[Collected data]
##############################

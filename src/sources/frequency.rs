/// Nearby-observation frequency strategies.
///
/// Two interchangeable backends satisfy the same contract: turn a request
/// location, a taxon scope, and a date window into per-taxon observation
/// counts. The observation-search backend aggregates live observations within
/// a bounding radius and date window; the cell backend reads a precomputed
/// grid keyed by 2-degree cell and month.
use chrono::{Datelike, NaiveDate};
use std::sync::Arc;
use tracing::debug;

use super::{CellStore, ObservationStore, TaxonCount};
use crate::core::request::ScoreRequest;
use crate::Result;

pub const DEFAULT_RADIUS_KM: f64 = 100.0;
pub const DEFAULT_WINDOW_DAYS: i64 = 45;

/// Query against the observation search index. Implementations are expected
/// to count research-grade observations of active taxa only.
#[derive(Debug, Clone, PartialEq)]
pub struct ObservationQuery {
    pub lat: f64,
    pub lng: f64,
    pub radius_km: f64,
    /// Any-of taxon filter: the scored candidates plus the common ancestor.
    pub taxon_ids: Vec<u32>,
    pub observed_after: Option<NaiveDate>,
    pub observed_before: Option<NaiveDate>,
    /// The observation being scored must not count toward its own prior.
    pub exclude_observation_id: Option<u64>,
}

/// Query against the precomputed frequency-cell grid.
#[derive(Debug, Clone, PartialEq)]
pub struct CellQuery {
    /// South-west corner of a 2-degree cell box.
    pub swlat: i32,
    pub swlng: i32,
    pub taxon_ids: Vec<u32>,
    /// Restrict to the descendant subtree of this taxon, when present.
    pub ancestor_scope: Option<u32>,
    /// 1-based months to include; empty means all months.
    pub months: Vec<u32>,
}

/// A frequency backend selected once per request.
#[derive(Clone)]
pub enum FrequencySource {
    Observations(Arc<dyn ObservationStore>),
    Cells(Arc<dyn CellStore>),
}

impl FrequencySource {
    /// Fetch nearby observation counts for the given candidates. Returns
    /// `None` when the request carries no location, which downstream treats
    /// as "no frequency data available" rather than an error.
    pub async fn fetch(
        &self,
        request: &ScoreRequest,
        candidate_ids: &[u32],
        common_ancestor_id: Option<u32>,
    ) -> Result<Option<Vec<TaxonCount>>> {
        let (Some(lat), Some(lng)) = (request.lat, request.lng) else {
            return Ok(None);
        };
        let counts = match self {
            FrequencySource::Observations(store) => {
                let query = observation_query(request, lat, lng, candidate_ids, common_ancestor_id);
                debug!(
                    "fetching nearby frequencies for {} taxa within {} km",
                    query.taxon_ids.len(),
                    query.radius_km
                );
                store.species_counts(&query).await?
            }
            FrequencySource::Cells(store) => {
                let query = cell_query(request, lat, lng, candidate_ids, common_ancestor_id);
                debug!(
                    "fetching cell frequencies at ({}, {}) for {} months",
                    query.swlat,
                    query.swlng,
                    query.months.len()
                );
                store.cell_counts(&query).await?
            }
        };
        Ok(Some(counts))
    }
}

fn observation_query(
    request: &ScoreRequest,
    lat: f64,
    lng: f64,
    candidate_ids: &[u32],
    common_ancestor_id: Option<u32>,
) -> ObservationQuery {
    let mut taxon_ids = Vec::with_capacity(candidate_ids.len() + 1);
    if let Some(ancestor_id) = common_ancestor_id {
        taxon_ids.push(ancestor_id);
    }
    taxon_ids.extend_from_slice(candidate_ids);

    let window = request.window_days.unwrap_or(DEFAULT_WINDOW_DAYS);
    let (observed_after, observed_before) = match request.observed_on {
        Some(date) => (
            date.checked_sub_days(chrono::Days::new(window as u64)),
            date.checked_add_days(chrono::Days::new(window as u64)),
        ),
        None => (None, None),
    };

    ObservationQuery {
        lat,
        lng,
        radius_km: request.radius.unwrap_or(DEFAULT_RADIUS_KM),
        taxon_ids,
        observed_after,
        observed_before,
        exclude_observation_id: request.observation_id,
    }
}

fn cell_query(
    request: &ScoreRequest,
    lat: f64,
    lng: f64,
    candidate_ids: &[u32],
    common_ancestor_id: Option<u32>,
) -> CellQuery {
    CellQuery {
        swlat: clamp_corner(lat, -90, 88),
        swlng: clamp_corner(lng, -180, 178),
        taxon_ids: candidate_ids.to_vec(),
        ancestor_scope: common_ancestor_id,
        months: request.observed_on.map(month_bucket).unwrap_or_default(),
    }
}

/// South-west corner of the 2-degree cell box centered on the coordinate.
fn clamp_corner(coord: f64, min: i32, max: i32) -> i32 {
    ((coord - 0.5).floor() as i32).clamp(min, max)
}

/// The observation month plus its neighbors, with 1-12 wraparound.
fn month_bucket(date: NaiveDate) -> Vec<u32> {
    let month = date.month();
    let before = if month == 1 { 12 } else { month - 1 };
    let after = if month == 12 { 1 } else { month + 1 };
    vec![before, month, after]
}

##############################

[GOAL OF THE EXERCISE]: Each entry needs to be given again exactly as it stands.

[YOUR SOLUTION]:
filename src/sources/frequency.rs
/// Nearby-observation frequency strategies.
///
/// Two interchangeable backends satisfy the same contract: turn a request
/// location, a taxon scope, and a date window into per-taxon observation
/// counts. The observation-search backend aggregates live observations within
/// a bounding radius and date window; the cell backend reads a precomputed
/// grid keyed by 2-degree cell and month.
use chrono::{Datelike, NaiveDate};
use std::sync::Arc;
use tracing::debug;

use super::{CellStore, ObservationStore, TaxonCount};
use crate::core::request::ScoreRequest;
use crate::Result;

pub const DEFAULT_RADIUS_KM: f64 = 100.0;
pub const DEFAULT_WINDOW_DAYS: i64 = 45;

/// Query against the observation search index. Implementations are expected
/// to count research-grade observations of active taxa only.
#[derive(Debug, Clone, PartialEq)]
pub struct ObservationQuery {
    pub lat: f64,
    pub lng: f64,
    pub radius_km: f64,
    /// Any-of taxon filter: the scored candidates plus the common ancestor.
    pub taxon_ids: Vec<u32>,
    pub observed_after: Option<NaiveDate>,
    pub observed_before: Option<NaiveDate>,
    /// The observation being scored must not count toward its own prior.
    pub exclude_observation_id: Option<u64>,
}

/// Query against the precomputed frequency-cell grid.
#[derive(Debug, Clone, PartialEq)]
pub struct CellQuery {
    /// South-west corner of a 2-degree cell box.
    pub swlat: i32,
    pub swlng: i32,
    pub taxon_ids: Vec<u32>,
    /// Restrict to the descendant subtree of this taxon, when present.
    pub ancestor_scope: Option<u32>,
    /// 1-based months to include; empty means all months.
    pub months: Vec<u32>,
}

/// A frequency backend selected once per request.
#[derive(Clone)]
pub enum FrequencySource {
    Observations(Arc<dyn ObservationStore>),
    Cells(Arc<dyn CellStore>),
}

impl FrequencySource {
    /// Fetch nearby observation counts for the given candidates. Returns
    /// `None` when the request carries no location, which downstream treats
    /// as "no frequency data available" rather than an error.
    pub async fn fetch(
        &self,
        request: &ScoreRequest,
        candidate_ids: &[u32],
        common_ancestor_id: Option<u32>,
    ) -> Result<Option<Vec<TaxonCount>>> {
        let (Some(lat), Some(lng)) = (request.lat, request.lng) else {
            return Ok(None);
        };
        let counts = match self {
            FrequencySource::Observations(store) => {
                let query = observation_query(request, lat, lng, candidate_ids, common_ancestor_id);
                debug!(
                    "fetching nearby frequencies for {} taxa within {} km",
                    query.taxon_ids.len(),
                    query.radius_km
                );
                store.species_counts(&query).await?
            }
            FrequencySource::Cells(store) => {
                let query = cell_query(request, lat, lng, candidate_ids, common_ancestor_id);
                debug!(
                    "fetching cell frequencies at ({}, {}) for {} months",
                    query.swlat,
                    query.swlng,
                    query.months.len()
                );
                store.cell_counts(&query).await?
            }
        };
        Ok(Some(counts))
    }
}

fn observation_query(
    request: &ScoreRequest,
    lat: f64,
    lng: f64,
    candidate_ids: &[u32],
    common_ancestor_id: Option<u32>,
) -> ObservationQuery {
    let mut taxon_ids = Vec::with_capacity(candidate_ids.len() + 1);
    if let Some(ancestor_id) = common_ancestor_id {
        taxon_ids.push(ancestor_id);
    }
    taxon_ids.extend_from_slice(candidate_ids);

    let window = request.window_days.unwrap_or(DEFAULT_WINDOW_DAYS);
    let (observed_after, observed_before) = match request.observed_on {
        Some(date) => (
            date.checked_sub_days(chrono::Days::new(window as u64)),
            date.checked_add_days(chrono::Days::new(window as u64)),
        ),
        None => (None, None),
    };

    ObservationQuery {
        lat,
        lng,
        radius_km: request.radius.unwrap_or(DEFAULT_RADIUS_KM),
        taxon_ids,
        observed_after,
        observed_before,
        exclude_observation_id: request.observation_id,
    }
}

fn cell_query(
    request: &ScoreRequest,
    lat: f64,
    lng: f64,
    candidate_ids: &[u32],
    common_ancestor_id: Option<u32>,
) -> CellQuery {
    CellQuery {
        swlat: clamp_corner(lat, -90, 88),
        swlng: clamp_corner(lng, -180, 178),
        taxon_ids: candidate_ids.to_vec(),
        ancestor_scope: common_ancestor_id,
        months: request.observed_on.map(month_bucket).unwrap_or_default(),
    }
}

/// South-west corner of the 2-degree cell box centered on the coordinate.
fn clamp_corner(coord: f64, min: i32, max: i32) -> i32 {
    ((coord - 0.5).floor() as i32).clamp(min, max)
}

/// The observation month plus its neighbors, with 1-12 wraparound.
fn month_bucket(date: NaiveDate) -> Vec<u32> {
    let month = date.month();
    let before = if month == 1 { 12 } else { month - 1 };
    let after = if month == 12 { 1 } else { month + 1 };
    vec![before, month, after]
}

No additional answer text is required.